O processo está, ainda assim, mais célere do que no ano passado. Há 23.744 estudantes que já sabem que vão receber bolsa de estudo no próximo ano. No ano passado, por esta altura, eram menos de 15 mil. Outros 2000 alunos viram o seu pedido recusado.
Como é habitual em anos anteriores, o processo é mais rápido nas instituições públicas (que já avaliaram 29,5% das candidaturas) do que nas privadas (18,9% dos processos com decisão). Os dados da DGES permitem perceber que continua a haver grande discrepância entre as instituições. Enquanto a Universidade de Évora já deu resposta a 46,8% das candidaturas e o Instituto Politécnico do Porto já decidiu sobre 40,6% dos processos, o Instituto Politécnico da Guarda tem decisão sobre apenas 2,4% dos casos. Em pior caso está o Politécnico de Viana do Castelo que decidiu sobre pouco mais de 1%.
Mexidas na lei sem impacto
No ano passado, candidataram-se 102.388 estudantes a bolsas de estudo, durante todo o ano lectivo. A barreira dos 100 mil candidatos deverá ser ultrapassada também este ano e, a manter-se o ritmo das últimas semanas, serão cerca de 105 mil os alunos que querem receber apoio.
No ano passado, foram apoiados 78.999 estudantes, segundo a DGES. É um número semelhante ao do ano anterior, quando tinha atingido o total de estudantes bolseiros mais elevado de sempre, 80 mil bolseiros.

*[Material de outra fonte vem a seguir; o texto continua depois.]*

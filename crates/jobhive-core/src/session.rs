use std::sync::Arc;
use std::time::Duration;

use anyhow::{Context, Result};
use jobhive_memory::KeyValueStore;
use jobhive_schema::UserId;

use crate::state_machine::ConversationContext;

pub const CONVERSATION_KEY_PREFIX: &str = "conversation:";

pub fn conversation_key(user_id: &UserId) -> String {
    format!("{CONVERSATION_KEY_PREFIX}{user_id}")
}

/// Reads and writes [`ConversationContext`] payloads, one key per user.
///
/// Every save resets the entry's TTL to the full session window. Writes for a
/// single user are expected to be serialized by the caller.
#[derive(Clone)]
pub struct SessionRepository {
    store: Arc<dyn KeyValueStore>,
    ttl: Duration,
}

impl SessionRepository {
    pub fn new(store: Arc<dyn KeyValueStore>, ttl: Duration) -> Self {
        Self { store, ttl }
    }

    pub fn ttl(&self) -> Duration {
        self.ttl
    }

    /// A payload that fails to deserialize is logged and reported as absent.
    pub async fn load(&self, user_id: &UserId) -> Result<Option<ConversationContext>> {
        let key = conversation_key(user_id);
        let Some(raw) = self.store.get(&key).await? else {
            return Ok(None);
        };

        match serde_json::from_str::<ConversationContext>(&raw) {
            Ok(context) => Ok(Some(context)),
            Err(err) => {
                tracing::warn!(
                    user_id = %user_id,
                    error = %err,
                    "discarding corrupt conversation context"
                );
                Ok(None)
            }
        }
    }

    pub async fn save(&self, context: &ConversationContext) -> Result<()> {
        let key = conversation_key(&context.user_id);
        let raw = serde_json::to_string(context).context("failed to serialize context")?;
        self.store.set(&key, &raw, self.ttl).await
    }

    pub async fn delete(&self, user_id: &UserId) -> Result<bool> {
        self.store.delete(&conversation_key(user_id)).await
    }
}
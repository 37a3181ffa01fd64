//! Expiring key/value storage for conversation state.
//!
//! Everything the orchestration layer persists goes through [`KeyValueStore`],
//! so the backend can be swapped (SQLite on disk, in-memory for tests and the
//! REPL) without touching the callers.

pub mod in_memory;
pub mod migrations;
pub mod sqlite;
pub mod store;

pub use in_memory::InMemoryStore;
pub use sqlite::SqliteStore;
pub use store::KeyValueStore;
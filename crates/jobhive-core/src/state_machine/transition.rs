use super::{ConversationContext, ConversationEvent, ConversationState, Effect};

pub const DEFAULT_PAGE_SIZE: u32 = 5;

/// Tunables the transition table depends on.
#[derive(Debug, Clone, PartialEq, Eq)]
pub struct TransitionRules {
    pub page_size: u32,
    /// Lowercased, trimmed phrases that ask for the next page.
    pub pagination_keywords: Vec<String>,
}

impl Default for TransitionRules {
    fn default() -> Self {
        Self {
            page_size: DEFAULT_PAGE_SIZE,
            pagination_keywords: vec!["voir plus".to_string(), "plus".to_string()],
        }
    }
}

impl TransitionRules {
    pub fn new(page_size: u32, pagination_keywords: &[String]) -> Self {
        Self {
            page_size,
            pagination_keywords: pagination_keywords
                .iter()
                .map(|keyword| keyword.trim().to_lowercase())
                .filter(|keyword| !keyword.is_empty())
                .collect(),
        }
    }

    pub fn is_pagination_request(&self, text: &str) -> bool {
        let normalized = text.trim().to_lowercase();
        self.pagination_keywords
            .iter()
            .any(|keyword| *keyword == normalized)
    }
}

/// Result of applying one event.
#[derive(Debug, Clone, PartialEq)]
pub struct Transition {
    pub context: ConversationContext,
    pub effects: Vec<Effect>,
    /// `false` when the event has no edge from the current state; the
    /// context is then returned untouched.
    pub applied: bool,
}

impl Transition {
    pub fn state(&self) -> ConversationState {
        self.context.current_state
    }

    fn applied(context: ConversationContext, effects: Vec<Effect>) -> Self {
        Self {
            context,
            effects,
            applied: true,
        }
    }

    fn ignored(context: &ConversationContext) -> Self {
        Self {
            context: context.clone(),
            effects: vec![],
            applied: false,
        }
    }
}

pub fn transition(
    rules: &TransitionRules,
    context: &ConversationContext,
    event: &ConversationEvent,
) -> Transition {
    use ConversationEvent as E;
    use ConversationState as S;

    let mut next = context.clone();
    next.last_message_at = event.at();

    match (context.current_state, event) {
        (_, E::Timeout { .. }) => {
            next.reset_to_idle();
            Transition::applied(next, vec![])
        }
        (S::Idle, E::UserMessage { .. }) => {
            if context.welcome_already_sent() {
                next.current_state = S::AwaitingJobTitle;
                Transition::applied(next, vec![Effect::AskForJobTitle])
            } else {
                next.current_state = S::Welcomed;
                Transition::applied(next, vec![Effect::SendWelcome])
            }
        }
        (S::Welcomed, E::WelcomeSent { at }) => {
            next.current_state = S::AwaitingJobTitle;
            if next.welcome_sent_at.is_none() {
                next.welcome_sent_at = Some(*at);
            }
            Transition::applied(next, vec![])
        }
        (S::Welcomed, E::UserMessage { .. }) => {
            next.current_state = S::AwaitingJobTitle;
            Transition::applied(next, vec![])
        }
        (state, E::UserMessage { text, .. }) if state.accepts_queries() => {
            query_message(rules, next, text)
        }
        (S::SearchingJobs, E::SearchCompleted { query, offset, .. }) => {
            next.current_state = S::DisplayingResults;
            next.last_query = Some(query.clone());
            next.last_offset = Some(*offset);
            Transition::applied(next, vec![])
        }
        (S::SearchingJobs, E::UserMessage { .. }) => Transition::applied(next, vec![]),
        (S::Browsing, E::PaginationRequested { offset, .. }) => {
            next.last_offset = Some(*offset);
            Transition::applied(next, vec![])
        }
        // Late confirmation of a welcome the user double-texted past.
        (state, E::WelcomeSent { at }) if state != S::Idle && !context.welcome_already_sent() => {
            next.welcome_sent_at = Some(*at);
            Transition::applied(next, vec![])
        }
        _ => Transition::ignored(context),
    }
}

fn query_message(
    rules: &TransitionRules,
    mut next: ConversationContext,
    text: &str,
) -> Transition {
    let text = text.trim();
    if text.is_empty() {
        return Transition::applied(next, vec![]);
    }

    if rules.is_pagination_request(text) {
        return match next.last_query.clone() {
            Some(query) => {
                let offset = next.last_offset.unwrap_or(0).saturating_add(rules.page_size);
                next.current_state = ConversationState::Browsing;
                Transition::applied(next, vec![Effect::FetchNextPage { query, offset }])
            }
            None => {
                next.current_state = ConversationState::AwaitingJobTitle;
                Transition::applied(next, vec![Effect::AskForJobTitle])
            }
        };
    }

    next.current_state = ConversationState::SearchingJobs;
    Transition::applied(
        next,
        vec![Effect::StartSearch {
            query: text.to_string(),
            offset: 0,
        }],
    )
}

Isto significa que as alterações ao regulamento de bolsas tiveram menos impacto do que o esperado. O Governo e as instituições de ensino superior estimavam que as medidas que entraram em vigor no ano passado permitissem atribuir apoios a mais 8000 a 9000 estudantes.
O limiar de elegibilidade, o patamar a partir do qual os apoios são concedidos, foi alargado pelo Parlamento, passando o valor de referência de 16 vezes para 18 vezes o Indexante de Apoios Sociais (IAS). As famílias passaram a poder ter rendimentos até 658 euros mensais per capita para serem elegíveis. No ano passado, pela primeira vez, o valor da bolsa mínima, que aumentou para 871 euros anuais, foi superior ao valor da propina máxima (697 euros).